[Start of Attachment]

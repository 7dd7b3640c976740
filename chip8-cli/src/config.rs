//! Host configuration.
use std::{fs::File, path::Path};

use chip8::prelude::*;
use serde::Deserialize;

use crate::error::CliError;

/// Settings for the terminal host, loaded from YAML.
///
/// ```yaml
/// instructions_per_second: 700
/// timer_hz: 60
/// key_hold_ms: 150
/// keymap:
///   - chip8: 1
///     keys: ['1']
/// ```
///
/// Every field is optional and falls back to its default.
#[derive(Debug, Deserialize)]
#[serde(default)]
pub struct HostConf {
    pub instructions_per_second: u64,
    pub timer_hz: u64,
    /// Terminals don't report key release, so a press is held this long.
    pub key_hold_ms: u64,
    /// Fixed seed for the random number instruction.
    pub seed: Option<u64>,
    pub keymap: Vec<KeyDef>,
}

/// Keyboard characters bound to one keypad key.
#[derive(Debug, Deserialize)]
pub struct KeyDef {
    pub chip8: KeyCode,
    pub keys: Vec<char>,
}

impl Default for HostConf {
    fn default() -> Self {
        Self {
            instructions_per_second: 700,
            timer_hz: 60,
            key_hold_ms: 150,
            seed: None,
            keymap: default_keymap(),
        }
    }
}

/// Conventional layout of the COSMAC VIP keypad on the left-hand side of a
/// QWERTY keyboard.
///
/// ```text
/// 1 2 3 C      1 2 3 4
/// 4 5 6 D      Q W E R
/// 7 8 9 E  =>  A S D F
/// A 0 B F      Z X C V
/// ```
fn default_keymap() -> Vec<KeyDef> {
    use KeyCode::*;

    #[rustfmt::skip]
    let layout = [
        (Key1, '1'), (Key2, '2'), (Key3, '3'), (KeyC, '4'),
        (Key4, 'q'), (Key5, 'w'), (Key6, 'e'), (KeyD, 'r'),
        (Key7, 'a'), (Key8, 's'), (Key9, 'd'), (KeyE, 'f'),
        (KeyA, 'z'), (Key0, 'x'), (KeyB, 'c'), (KeyF, 'v'),
    ];

    layout
        .into_iter()
        .map(|(chip8, key)| KeyDef {
            chip8,
            keys: vec![key],
        })
        .collect()
}

impl HostConf {
    pub fn from_file(filepath: impl AsRef<Path>) -> Result<Self, CliError> {
        let file = File::open(filepath.as_ref())?;
        let conf: HostConf = serde_yaml::from_reader(file)?;
        conf.validate()?;
        log::debug!("loaded host configuration: {conf:#?}");
        Ok(conf)
    }

    pub fn parse(source: &str) -> Result<Self, CliError> {
        let conf: HostConf = serde_yaml::from_str(source)?;
        conf.validate()?;
        Ok(conf)
    }

    fn validate(&self) -> Result<(), CliError> {
        let rates = [
            ("instructions_per_second", self.instructions_per_second),
            ("timer_hz", self.timer_hz),
        ];

        for (name, rate) in rates {
            if rate == 0 || rate > Hz::MAX.0 {
                return Err(CliError::invalid_conf(format!(
                    "{name} must be between 1 and {}, got {rate}",
                    Hz::MAX.0
                )));
            }
        }

        Ok(())
    }

    /// Machine configuration derived from the host settings.
    pub fn vm_conf(&self) -> Chip8Conf {
        Chip8Conf {
            clock_frequency: Some(Hz(self.instructions_per_second)),
            timer_frequency: Some(Hz(self.timer_hz)),
            seed: self.seed,
        }
    }

    /// Flatten the keymap into a lookup from keyboard character to keypad key.
    pub fn key_bindings(&self) -> KeyBindings {
        let keys = self
            .keymap
            .iter()
            .flat_map(|def| {
                def.keys
                    .iter()
                    .map(move |key| (key.to_ascii_lowercase(), def.chip8))
            })
            .collect::<Vec<(char, KeyCode)>>()
            .into_boxed_slice();

        KeyBindings { keys }
    }
}

#[derive(Debug)]
pub struct KeyBindings {
    keys: Box<[(char, KeyCode)]>,
}

impl KeyBindings {
    /// Map a typed character to a keypad key. Letters match either case.
    pub fn map_char(&self, key: char) -> Option<KeyCode> {
        let key = key.to_ascii_lowercase();
        self.keys
            .iter()
            .find(|(bound, _)| *bound == key)
            .map(|(_, keycode)| *keycode)
    }
}

#[cfg(test)]
mod test {
    use super::*;

    #[test]
    fn test_defaults() {
        let conf = HostConf::default();
        let bindings = conf.key_bindings();

        assert_eq!(bindings.map_char('1'), Some(KeyCode::Key1));
        assert_eq!(bindings.map_char('4'), Some(KeyCode::KeyC));
        assert_eq!(bindings.map_char('x'), Some(KeyCode::Key0));
        assert_eq!(bindings.map_char('V'), Some(KeyCode::KeyF));
        assert_eq!(bindings.map_char('p'), None);

        let vm_conf = conf.vm_conf();
        assert_eq!(vm_conf.clock_frequency, Some(Hz(700)));
        assert_eq!(vm_conf.timer_frequency, Some(Hz(60)));
    }

    #[test]
    fn test_parse_partial() {
        let conf = HostConf::parse(
            r#"
instructions_per_second: 1000
seed: 42
keymap:
  - chip8: 0
    keys: ['m', 'n']
  - chip8: 15
    keys: ['/']
"#,
        )
        .unwrap();

        assert_eq!(conf.instructions_per_second, 1000);
        assert_eq!(conf.timer_hz, 60);
        assert_eq!(conf.key_hold_ms, 150);
        assert_eq!(conf.vm_conf().seed, Some(42));

        let bindings = conf.key_bindings();
        assert_eq!(bindings.map_char('n'), Some(KeyCode::Key0));
        assert_eq!(bindings.map_char('/'), Some(KeyCode::KeyF));
        assert_eq!(bindings.map_char('1'), None);
    }

    #[test]
    fn test_parse_errors() {
        assert!(HostConf::parse("keymap:\n  - chip8: 16\n    keys: ['1']\n").is_err());
        assert!(HostConf::parse("timer_hz: fast").is_err());
        assert!(HostConf::parse("instructions_per_second: 0").is_err());
        assert!(HostConf::parse("instructions_per_second: 2000000000").is_err());
        assert!(HostConf::parse("timer_hz: 0").is_err());
        assert!(HostConf::parse("timer_hz: 1000000000").is_ok());
    }
}
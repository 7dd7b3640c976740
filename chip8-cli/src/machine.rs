//! Machine thread.
//!
//! The virtual machine is owned by a single thread, which is the only place
//! it is stepped or ticked. The terminal thread talks to it through a
//! command channel, and receives frames through a [`FrameHandoff`] and
//! events through a second channel.
use std::{
    sync::mpsc::{Receiver, Sender, TryRecvError},
    thread::{self, JoinHandle},
    time::Duration,
};

use chip8::prelude::*;

/// Message from the terminal thread to the machine thread.
#[derive(Debug, Clone, Copy, PartialEq, Eq)]
pub enum Command {
    Key(KeyCode, bool),
    Quit,
}

/// Message from the machine thread to the terminal thread.
#[derive(Debug, Clone, Copy, PartialEq, Eq)]
pub enum Event {
    /// The sound timer expired.
    Beep,
}

/// Upper bound on how long the machine thread sleeps between checks.
const MAX_IDLE: Duration = Duration::from_millis(2);

/// Most clock cycles run before commands are checked again.
///
/// Keeps the thread responsive when the clock interval is shorter than a step.
const MAX_CYCLES_PER_UPDATE: usize = 1024;

pub struct Machine {
    vm: Chip8Vm,
    cpu_clock: Clock,
    timer_clock: Clock,
    frames: FrameHandoff,
    commands: Receiver<Command>,
    events: Sender<Event>,
}

impl Machine {
    pub fn new(
        vm: Chip8Vm,
        frames: FrameHandoff,
        commands: Receiver<Command>,
        events: Sender<Event>,
    ) -> Self {
        let conf = vm.config();
        let cpu_clock = Clock::new(conf.clock_interval());
        let timer_clock = Clock::new(conf.timer_interval());

        Self {
            vm,
            cpu_clock,
            timer_clock,
            frames,
            commands,
            events,
        }
    }

    pub fn spawn(self) -> JoinHandle<Chip8Result<()>> {
        thread::spawn(move || self.run())
    }

    /// Run until told to quit, or until the program faults.
    pub fn run(mut self) -> Chip8Result<()> {
        log::info!(
            "machine running at {:?} per step",
            self.cpu_clock.interval()
        );

        self.cpu_clock.reset();
        self.timer_clock.reset();

        loop {
            if !self.handle_commands() {
                log::info!("machine stopped");
                return Ok(());
            }

            self.update()?;

            let idle = self
                .cpu_clock
                .remaining()
                .min(self.timer_clock.remaining())
                .min(MAX_IDLE);
            thread::sleep(idle);
        }
    }

    /// Apply pending commands. Returns `false` when the machine must stop.
    fn handle_commands(&mut self) -> bool {
        loop {
            match self.commands.try_recv() {
                Ok(Command::Key(key, pressed)) => self.vm.set_key(key, pressed),
                Ok(Command::Quit) | Err(TryRecvError::Disconnected) => return false,
                Err(TryRecvError::Empty) => return true,
            }
        }
    }

    /// Step and tick for the cycles that came due, then publish the display.
    ///
    /// Faults are returned to the caller, which reports them once the
    /// terminal is restored.
    fn update(&mut self) -> Chip8Result<()> {
        for _ in 0..MAX_CYCLES_PER_UPDATE {
            if !self.cpu_clock.tick() {
                break;
            }
            self.vm.step()?;
        }

        for _ in 0..MAX_CYCLES_PER_UPDATE {
            if !self.timer_clock.tick() {
                break;
            }
            if self.vm.tick_timers() {
                log::debug!("beep");
                // The terminal may already be gone while shutting down.
                let _ = self.events.send(Event::Beep);
            }
        }

        if let Some(frame) = self.vm.take_frame() {
            self.frames.publish(frame);
        }

        Ok(())
    }
}
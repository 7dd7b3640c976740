//! Host clock.
use std::time::{Duration, Instant};

/// Timer used by hosts to pace instruction steps and timer ticks.
///
/// The interval is measured from the last due cycle rather than from when
/// `tick` was called, so a host polling in a loop does not drift. When the
/// host falls far behind, the clock skips ahead instead of catching up.
pub struct Clock {
    interval: Duration,
    last: Instant,
}

impl Clock {
    /// Number of missed cycles after which the clock stops catching up.
    const MAX_BACKLOG: u32 = 8;

    /// Creates a new clock with the current time as internal state.
    pub fn new(interval: Duration) -> Self {
        Self {
            interval,
            last: Instant::now(),
        }
    }

    pub fn interval(&self) -> Duration {
        self.interval
    }

    /// Set the clock state back to zero.
    pub fn reset(&mut self) {
        self.last = Instant::now()
    }

    /// Check whether a cycle is due, and consume it if so.
    pub fn tick(&mut self) -> bool {
        self.tick_at(Instant::now())
    }

    fn tick_at(&mut self, now: Instant) -> bool {
        // A zero interval is due once per instant, never repeatedly.
        if self.interval.is_zero() {
            let due = now > self.last;
            self.last = self.last.max(now);
            return due;
        }

        let elapsed = now.saturating_duration_since(self.last);
        if elapsed < self.interval {
            return false;
        }

        if elapsed > self.interval * Self::MAX_BACKLOG {
            // Reset back to zero, rather than trying to catch up.
            //
            // If the VM was paused for debugging, and a large
            // amount of time has elapsed until it is resumed,
            // it should simply continue at the next cycle running
            // at its usual speed.
            self.last = now;
        } else {
            self.last += self.interval;
        }

        true
    }

    /// Time remaining until the next cycle is due.
    pub fn remaining(&self) -> Duration {
        self.interval.saturating_sub(self.last.elapsed())
    }
}

#[cfg(test)]
mod test {
    use super::*;

    #[test]
    fn test_tick_due() {
        let mut clock = Clock::new(Duration::from_millis(10));
        let start = clock.last;

        assert!(!clock.tick_at(start + Duration::from_millis(5)));
        assert!(clock.tick_at(start + Duration::from_millis(12)));
        assert_eq!(clock.last, start + Duration::from_millis(10));

        // Second cycle is already due from the backlog.
        assert!(clock.tick_at(start + Duration::from_millis(21)));
        assert!(!clock.tick_at(start + Duration::from_millis(21)));
    }

    #[test]
    fn test_zero_interval() {
        let mut clock = Clock::new(Duration::ZERO);
        let start = clock.last;

        assert!(!clock.tick_at(start));
        assert!(clock.tick_at(start + Duration::from_nanos(1)));
        assert!(!clock.tick_at(start + Duration::from_nanos(1)));
        assert!(!clock.tick_at(start));
        assert!(clock.tick_at(start + Duration::from_millis(1)));
    }

    #[test]
    fn test_tick_skips_long_pause() {
        let mut clock = Clock::new(Duration::from_millis(10));
        let start = clock.last;
        let resumed = start + Duration::from_secs(5);

        assert!(clock.tick_at(resumed));
        assert_eq!(clock.last, resumed);
        assert!(!clock.tick_at(resumed + Duration::from_millis(1)));
    }
}
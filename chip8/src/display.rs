//! Display snapshots and the hand-off to a rendering thread.
use std::{
    fmt,
    sync::{Arc, Mutex, PoisonError},
};

use crate::constants::*;

/// Owned copy of the display buffer.
///
/// Snapshots are what crosses from the thread stepping the machine to the
/// thread drawing the screen. The machine's own buffer is never shared.
#[derive(Clone, PartialEq, Eq)]
pub struct DisplaySnapshot {
    cells: Box<[u8; DISPLAY_BUFFER_SIZE]>,
}

impl DisplaySnapshot {
    pub(crate) fn new(cells: &[u8; DISPLAY_BUFFER_SIZE]) -> Self {
        Self {
            cells: Box::new(*cells),
        }
    }

    /// Row-major cells, `0` for unset and `1` for set.
    pub fn cells(&self) -> &[u8; DISPLAY_BUFFER_SIZE] {
        &self.cells
    }

    /// Whether the pixel at the coordinate is set.
    ///
    /// Coordinates outside the display are unset.
    pub fn pixel(&self, x: usize, y: usize) -> bool {
        x < DISPLAY_WIDTH && y < DISPLAY_HEIGHT && self.cells[x + y * DISPLAY_WIDTH] != 0
    }

    pub fn rows(&self) -> impl Iterator<Item = &[u8]> {
        self.cells.chunks(DISPLAY_WIDTH)
    }

    /// Render the snapshot as text, one line per display row.
    pub fn to_text(&self, on: char, off: char) -> String {
        let mut buf = String::with_capacity((DISPLAY_WIDTH + 1) * DISPLAY_HEIGHT);
        for row in self.rows() {
            buf.extend(row.iter().map(|px| if *px != 0 { on } else { off }));
            buf.push('\n');
        }
        buf
    }
}

impl fmt::Debug for DisplaySnapshot {
    fn fmt(&self, f: &mut fmt::Formatter<'_>) -> fmt::Result {
        write!(f, "DisplaySnapshot\n{}", self.to_text('#', '.'))
    }
}

/// Single-producer, single-consumer slot holding the latest published frame.
///
/// The stepping thread publishes snapshots and the rendering thread takes
/// them. A frame that is not taken before the next publish is replaced, so
/// the renderer always sees the most recent state.
#[derive(Clone, Default)]
pub struct FrameHandoff {
    slot: Arc<Mutex<Option<DisplaySnapshot>>>,
}

impl FrameHandoff {
    pub fn new() -> Self {
        Self::default()
    }

    /// Replace the pending frame with a new one.
    pub fn publish(&self, snapshot: DisplaySnapshot) {
        let mut slot = self.slot.lock().unwrap_or_else(PoisonError::into_inner);
        *slot = Some(snapshot);
    }

    /// Take the pending frame, if one was published since the last take.
    pub fn take(&self) -> Option<DisplaySnapshot> {
        self.slot
            .lock()
            .unwrap_or_else(PoisonError::into_inner)
            .take()
    }
}
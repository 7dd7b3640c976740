//! Result and errors.
use std::{
    fmt::{self, Display, Formatter},
    io,
};

pub type Chip8Result<T> = std::result::Result<T, Chip8Error>;

#[derive(Debug)]
pub enum Chip8Error {
    /// Attempt to load a bytecode program that can't fit in memory.
    LargeProgram,
    /// Subroutine call while all stack slots are taken.
    StackOverflow,
    /// Subroutine return with an empty call stack.
    StackUnderflow,
    /// Fontset data does not fit in the reserved glyph area.
    Font(String),
    /// Malformed token in a hexadecimal program image.
    HexToken {
        /// One-based position of the token in the image.
        position: usize,
        token: String,
        kind: HexTokenKind,
    },
    Io(io::Error),
    Fmt(fmt::Error),
}

/// Reason a program image token was rejected.
#[derive(Debug, Clone, Copy, PartialEq, Eq)]
pub enum HexTokenKind {
    /// Token is not exactly 4 characters.
    Length,
    /// Token contains a character that is not a hexadecimal digit.
    Digit,
}

impl Display for Chip8Error {
    fn fmt(&self, f: &mut Formatter<'_>) -> fmt::Result {
        match self {
            Self::LargeProgram => write!(f, "program too large for VM memory"),
            Self::StackOverflow => write!(f, "call stack overflow"),
            Self::StackUnderflow => write!(f, "call stack underflow"),
            Self::Font(msg) => write!(f, "font error: {}", msg),
            Self::HexToken {
                position,
                token,
                kind,
            } => match kind {
                HexTokenKind::Length => write!(
                    f,
                    "unexpected word length at token {position}: {token:?} must be 4 characters"
                ),
                HexTokenKind::Digit => write!(
                    f,
                    "failed to decode word at token {position}: {token:?} is not hexadecimal"
                ),
            },
            Self::Io(err) => write!(f, "{}", err),
            Self::Fmt(err) => write!(f, "{}", err),
        }
    }
}

impl std::error::Error for Chip8Error {
    fn source(&self) -> Option<&(dyn std::error::Error + 'static)> {
        match self {
            Self::Io(err) => Some(err),
            Self::Fmt(err) => Some(err),
            _ => None,
        }
    }
}

impl From<io::Error> for Chip8Error {
    fn from(err: io::Error) -> Self {
        Chip8Error::Io(err)
    }
}

impl From<fmt::Error> for Chip8Error {
    fn from(err: fmt::Error) -> Self {
        Chip8Error::Fmt(err)
    }
}
/// Interpreter
impl Chip8Vm {
    /// Execute up to `step_count` instructions.
    ///
    /// Returns the flow of the last executed step.
    pub fn run_steps(&mut self, step_count: usize) -> Chip8Result<Flow> {
        let mut flow = Flow::Ok;

        for _ in 0..step_count {
            flow = self.step()?;
        }

        Ok(flow)
    }

    /// Fetch, decode and execute a single instruction.
    ///
    /// Stack errors are returned after the program counter was advanced
    /// past the faulting instruction. The stack itself is unchanged.
    pub fn step(&mut self) -> Chip8Result<Flow> {
        // Each instruction is two bytes, with the opcode identity in the first 4-bit nibble.
        let op = Opcode::decode(self.cpu.instr());

        op_trace(self.cpu.pc, &op);

        self.cpu.pc = self.cpu.pc.wrapping_add(2);

        self.execute(op)
    }

    fn execute(&mut self, op: Opcode) -> Chip8Result<Flow> {
        let flow = match op {
            // Clear screen and subroutine return
            Opcode::Sys(op) => self.exec_sys(op)?,
            // 1NNN (JP addr)
            //
            // Jump to address.
            Opcode::Jump { nnn } => {
                self.cpu.pc = nnn;
                Flow::Jump
            }
            // 2NNN (CALL addr)
            //
            // Call subroutine at NNN.
            // The return address is the instruction after the call.
            Opcode::Call { nnn } => {
                self.cpu.push_stack(self.cpu.pc)?;
                self.cpu.pc = nnn;
                Flow::Jump
            }
            // 3XNN (SE Vx, byte)
            //
            // Skip the next instruction if register VX equals value NN.
            Opcode::SkipEqImm { x, nn } => self.skip_if(self.vx(x) == nn),
            // 4XNN (SNE Vx, byte)
            //
            // Skip the next instruction if register VX does not equal value NN.
            Opcode::SkipNeImm { x, nn } => self.skip_if(self.vx(x) != nn),
            // 5XY0 (SE Vx, Vy)
            //
            // Skip the next instruction if register VX equals value VY.
            Opcode::SkipEqReg { x, y } => self.skip_if(self.vx(x) == self.vx(y)),
            // 6XNN (LD Vx, byte)
            //
            // Set register VX to value NN.
            Opcode::LoadImm { x, nn } => {
                self.cpu.registers[x as usize] = nn;
                Flow::Ok
            }
            // 7XNN (ADD Vx, byte)
            //
            // Add value NN to register VX. Carry flag is not set.
            Opcode::AddImm { x, nn } => {
                self.cpu.registers[x as usize] = self.vx(x).wrapping_add(nn);
                Flow::Ok
            }
            // Arithmetic instructions indentified by n
            Opcode::Alu { x, y, op } => self.exec_math(x, y, op),
            // 9XY0 (SNE Vx, Vy)
            //
            // Skip next instruction if Vx != Vy.
            Opcode::SkipNeReg { x, y } => self.skip_if(self.vx(x) != self.vx(y)),
            // ANNN (LD I, addr)
            //
            // Set address register I to value NNN.
            Opcode::LoadIndex { nnn } => {
                self.cpu.address = nnn;
                Flow::Ok
            }
            // BNNN (JP V0, addr)
            //
            // Jump to address NNN offset by register V0.
            Opcode::JumpOffset { nnn } => {
                self.cpu.pc = nnn + self.vx(0) as Address;
                Flow::Jump
            }
            // CXNN (RND Vx, byte)
            //
            // Generate random number.
            // Set register VX to the result of bitwise AND between a random number and NN.
            Opcode::Random { x, nn } => {
                self.cpu.registers[x as usize] = self.rng.gen::<u8>() & nn;
                Flow::Ok
            }
            // DXYN (DRW Vx, Vy, nibble)
            Opcode::Draw { x, y, n } => self.exec_draw(x, y, n),
            // Keyboard skips identified by nn
            Opcode::Key { x, op } => self.exec_key(x, op),
            // Miscellaneous instructions identified by nn
            Opcode::Misc { x, op } => self.exec_misc(x, op),
            // Unsupported operation.
            //
            // Reported, then skipped like a no-op.
            Opcode::Unsupported(word) => {
                log::warn!(
                    "unsupported opcode {word:04X} at {:04X}",
                    self.cpu.pc.wrapping_sub(2)
                );
                Flow::Unsupported(word)
            }
        };

        Ok(flow)
    }

    #[inline(always)]
    fn vx(&self, x: u8) -> u8 {
        self.cpu.registers[x as usize]
    }

    #[inline]
    fn skip_if(&mut self, condition: bool) -> Flow {
        if condition {
            self.cpu.pc = self.cpu.pc.wrapping_add(2);
        }
        Flow::Ok
    }

    fn exec_sys(&mut self, op: SysOp) -> Chip8Result<Flow> {
        match op {
            // 00E0 (CLS)
            //
            // Clear display
            SysOp::ClearDisplay => {
                self.cpu.clear_display();
                Ok(Flow::Draw)
            }
            // 00EE (RET)
            //
            // Return from a subroutine.
            // Subtract 1 from the stack pointer.
            // Set the program counter to the value at the top of the stack.
            SysOp::Return => {
                self.cpu.pc = self.cpu.pop_stack()?;
                Ok(Flow::Jump)
            }
        }
    }

    /// Execute an arithmetic instruction
    ///
    /// Flags and results are both computed from the register values before
    /// the instruction. VF is written before VX, so when X is F the result
    /// overwrites the flag.
    #[inline]
    #[must_use]
    fn exec_math(&mut self, x: u8, y: u8, op: AluOp) -> Flow {
        let (vx, vy) = (self.vx(x), self.vx(y));

        let (result, flag) = match op {
            // 8XY0 (LD Vx, Vy)
            //
            // Store the value of register VY in register VX.
            AluOp::Load => (vy, None),
            // 8XY1 (OR Vx, Vy)
            AluOp::Or => (vx | vy, None),
            // 8XY2 (AND Vx, Vy)
            AluOp::And => (vx & vy, None),
            // 8XY3 (XOR Vx, Vy)
            AluOp::Xor => (vx ^ vy, None),
            // 8XY4 (ADD Vx, Vy)
            //
            // ADDs VX to VY, and stores the result in VX.
            // Overflow is wrapped.
            // If overflow, set VF to 1, else 0.
            AluOp::Add => {
                let (sum, carry) = vx.overflowing_add(vy);
                (sum, Some(carry as u8))
            }
            // 8XY5 (SUB Vx, Vy)
            //
            // Subtracts VY from VX, and stores the result in VX.
            // VF is set to 1 only when VX is strictly greater than VY,
            // so equal operands clear the flag.
            AluOp::Sub => (vx.wrapping_sub(vy), Some((vx > vy) as u8)),
            // 8XY6 (SHR Vx)
            //
            // VF is set to the least-significant bit of VX.
            // Shift VX right by 1.
            // VY is unused.
            AluOp::Shr => (vx >> 1, Some(vx & 1)),
            // 8XY7 (SUBN Vx, Vy)
            //
            // Subtracts VX from VY, and stores the result in VX.
            // VF is set to 1 only when VY is strictly greater than VX.
            AluOp::SubN => (vy.wrapping_sub(vx), Some((vy > vx) as u8)),
            // 8XYE (SHL Vx)
            //
            // VF is set to the most-significant bit of VX.
            // Shift VX left by 1.
            // VY is unused.
            AluOp::Shl => (vx << 1, Some(vx >> 7)),
        };

        if let Some(flag) = flag {
            self.cpu.registers[FLAG_REGISTER] = flag;
        }
        self.cpu.registers[x as usize] = result;

        Flow::Ok
    }

    /// DXYN (DRW Vx, Vy, nibble)
    ///
    /// Draw sprite to the display buffer, at coordinate as per registers Vx and Vy.
    /// Sprite is encoded as 8 pixels wide, N pixels high, stored in bits located in
    /// memory pointed to by address register I.
    ///
    /// Each pixel wraps around to the other side of the display independently,
    /// so a sprite crossing an edge continues on the opposite edge.
    ///
    /// If the drawing operation erases existing pixels in the display buffer, register VF is set to
    /// 1, and set to 0 if no display bits are unset. This is used for collision detection.
    fn exec_draw(&mut self, x: u8, y: u8, n: u8) -> Flow {
        let (x, y) = (self.vx(x) as usize, self.vx(y) as usize);
        let address = self.cpu.address as usize;
        let mut is_erased = false;

        for r in 0..n as usize {
            // Each row is 8 bits representing the 8 pixels of the sprite.
            let row = self.cpu.mem(address + r);

            for c in 0..SPRITE_WIDTH {
                if (row >> (7 - c)) & 1 == 0 {
                    continue;
                }

                let d = (x + c) % DISPLAY_WIDTH + ((y + r) % DISPLAY_HEIGHT) * DISPLAY_WIDTH;

                // XOR erases a pixel when both the old and new values are both 1.
                is_erased |= self.cpu.display[d] == 1;
                self.cpu.display[d] ^= 1;
            }
        }

        // If a pixel was erased, then a collision occurred.
        self.cpu.registers[FLAG_REGISTER] = is_erased as u8;
        self.cpu.dirty = true;

        Flow::Draw
    }

    /// Execute a keyboard skip instruction
    fn exec_key(&mut self, x: u8, op: KeyOp) -> Flow {
        // Values past the keypad read as released.
        let pressed = self.cpu.key_state(self.vx(x));

        match op {
            // EX9E (SKP Vx)
            //
            // Skip next instruction if the key with the value of Vx is pressed.
            KeyOp::SkipPressed => self.skip_if(pressed),
            // EXA1 (SKNP Vx)
            //
            // Skip next instruction if the key with the value of Vx is not pressed.
            KeyOp::SkipNotPressed => self.skip_if(!pressed),
        }
    }

    /// Execute a miscellaneous instruction
    #[must_use]
    fn exec_misc(&mut self, x: u8, op: MiscOp) -> Flow {
        let mut control_flow = Flow::Ok;

        match op {
            // Fx07 (LD Vx, DT)
            //
            // Set Vx = delay timer value.
            MiscOp::LoadDelay => {
                self.cpu.registers[x as usize] = self.cpu.delay_timer;
            }
            // Fx0A (LD Vx, K)
            //
            // Wait for a key press, store the value of the key in Vx.
            // Keys are scanned from 0 to F, and the lowest pressed key wins.
            MiscOp::WaitKey => {
                if let Some(k) = self.cpu.first_key() {
                    self.cpu.registers[x as usize] = k;
                    self.cpu.key_wait = false;
                } else {
                    // rewind the program counter to stall the machine
                    self.cpu.pc = self.cpu.pc.wrapping_sub(2);
                    self.cpu.key_wait = true;
                    control_flow = Flow::KeyWait;
                }
            }
            // Fx15 (LD DT, Vx)
            //
            // Set delay timer = Vx.
            MiscOp::SetDelay => {
                self.cpu.delay_timer = self.vx(x);
            }
            // Fx18 (LD ST, Vx)
            //
            // Set sound timer = Vx.
            MiscOp::SetSound => {
                self.cpu.sound_timer = self.vx(x);
            }
            // Fx1E (ADD I, Vx)
            //
            // Add Vx to I. VF is not affected, and I is not masked.
            MiscOp::AddIndex => {
                self.cpu.address = self.cpu.address.wrapping_add(self.vx(x) as Address);
            }
            // Fx29 (LD F, Vx)
            //
            // Set I = location of sprite for digit Vx.
            MiscOp::FontGlyph => {
                self.cpu.address = FONTSET_START + self.vx(x) as Address * FONTSET_HEIGHT;
            }
            // Fx33 (LD B, Vx)
            //
            // Store the binary-coded decimal representation of Vx
            // in the memory locations I, I+1, and I+2.
            MiscOp::StoreBcd => {
                let addr = self.cpu.address as usize;
                let value = self.vx(x);
                *self.cpu.mem_mut(addr) = value / 100;
                *self.cpu.mem_mut(addr + 1) = value / 10 % 10;
                *self.cpu.mem_mut(addr + 2) = value % 10;
            }
            // Fx55 (LD [I], Vx)
            //
            // Store registers V0 through Vx in memory starting at location I.
            MiscOp::StoreRegisters => {
                let addr = self.cpu.address as usize;
                for v in 0..=x as usize {
                    *self.cpu.mem_mut(addr + v) = self.cpu.registers[v];
                }
            }
            // Fx65 (LD Vx, [I])
            //
            // Read registers V0 through Vx from memory starting at location I.
            MiscOp::LoadRegisters => {
                let addr = self.cpu.address as usize;
                for v in 0..=x as usize {
                    self.cpu.registers[v] = self.cpu.mem(addr + v);
                }
            }
        }

        control_flow
    }
}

[End of Attachment]

Return all lines in the data that include the word "String".

    pub fn to_text(&self, on: char, off: char) -> String {
        let mut buf = String::with_capacity((DISPLAY_WIDTH + 1) * DISPLAY_HEIGHT);
    Font(String),
        token: String,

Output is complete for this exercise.